──────── Data records

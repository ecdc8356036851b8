use chrono::NaiveDate;
use serde::{Deserialize, Serialize};

use crate::domain::{DayId, ItemId};

use super::item::ItineraryItem;
use super::reorder::Keyed;

/// One day of a trip. Items keep insertion order.
#[derive(Debug, Clone, PartialEq, Eq, Serialize, Deserialize)]
pub struct DayPlan {
    pub id: DayId,
    /// Display number. Assigned on creation; reordering does not change it.
    pub day: u32,
    pub date: Option<NaiveDate>,
    pub items: Vec<ItineraryItem>,
}

impl DayPlan {
    pub fn new(id: DayId, day: u32) -> Self {
        Self {
            id,
            day,
            date: None,
            items: Vec::new(),
        }
    }

    pub fn title(&self) -> String {
        format!("Day {}", self.day)
    }

    pub fn date_label(&self) -> String {
        match self.date {
            Some(d) => d.format("%Y-%m-%d").to_string(),
            None => "Date not set".to_string(),
        }
    }

    pub fn item(&self, id: &ItemId) -> Option<&ItineraryItem> {
        self.items.iter().find(|i| &i.id == id)
    }

    pub fn push_item(&mut self, item: ItineraryItem) {
        self.items.push(item);
    }

    /// Replace the item with `id` in place. No-op when absent.
    pub fn update_item(&mut self, id: &ItemId, replacement: ItineraryItem) {
        match self.items.iter_mut().find(|i| &i.id == id) {
            Some(slot) => *slot = replacement,
            None => tracing::debug!(day = %self.id, item = %id, "update ignored: no such item"),
        }
    }

    /// Drop the item with `id`. No-op when absent.
    pub fn remove_item(&mut self, id: &ItemId) {
        let before = self.items.len();
        self.items.retain(|i| &i.id != id);
        if self.items.len() == before {
            tracing::debug!(day = %self.id, item = %id, "remove ignored: no such item");
        }
    }
}

impl Keyed for DayPlan {
    type Key = DayId;

    fn key(&self) -> &DayId {
        &self.id
    }
}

────────────────

Each record shown above is to be given again exactly.

repository ecdc8356036851b8
use chrono::NaiveDate;
use serde::{Deserialize, Serialize};

use crate::domain::{DayId, ItemId};

use super::item::ItineraryItem;
use super::reorder::Keyed;

/// One day of a trip. Items keep insertion order.
#[derive(Debug, Clone, PartialEq, Eq, Serialize, Deserialize)]
pub struct DayPlan {
    pub id: DayId,
    /// Display number. Assigned on creation; reordering does not change it.
    pub day: u32,
    pub date: Option<NaiveDate>,
    pub items: Vec<ItineraryItem>,
}

impl DayPlan {
    pub fn new(id: DayId, day: u32) -> Self {
        Self {
            id,
            day,
            date: None,
            items: Vec::new(),
        }
    }

    pub fn title(&self) -> String {
        format!("Day {}", self.day)
    }

    pub fn date_label(&self) -> String {
        match self.date {
            Some(d) => d.format("%Y-%m-%d").to_string(),
            None => "Date not set".to_string(),
        }
    }

    pub fn item(&self, id: &ItemId) -> Option<&ItineraryItem> {
        self.items.iter().find(|i| &i.id == id)
    }

    pub fn push_item(&mut self, item: ItineraryItem) {
        self.items.push(item);
    }

    /// Replace the item with `id` in place. No-op when absent.
    pub fn update_item(&mut self, id: &ItemId, replacement: ItineraryItem) {
        match self.items.iter_mut().find(|i| &i.id == id) {
            Some(slot) => *slot = replacement,
            None => tracing::debug!(day = %self.id, item = %id, "update ignored: no such item"),
        }
    }

    /// Drop the item with `id`. No-op when absent.
    pub fn remove_item(&mut self, id: &ItemId) {
        let before = self.items.len();
        self.items.retain(|i| &i.id != id);
        if self.items.len() == before {
            tracing::debug!(day = %self.id, item = %id, "remove ignored: no such item");
        }
    }
}

impl Keyed for DayPlan {
    type Key = DayId;

    fn key(&self) -> &DayId {
        &self.id
    }
}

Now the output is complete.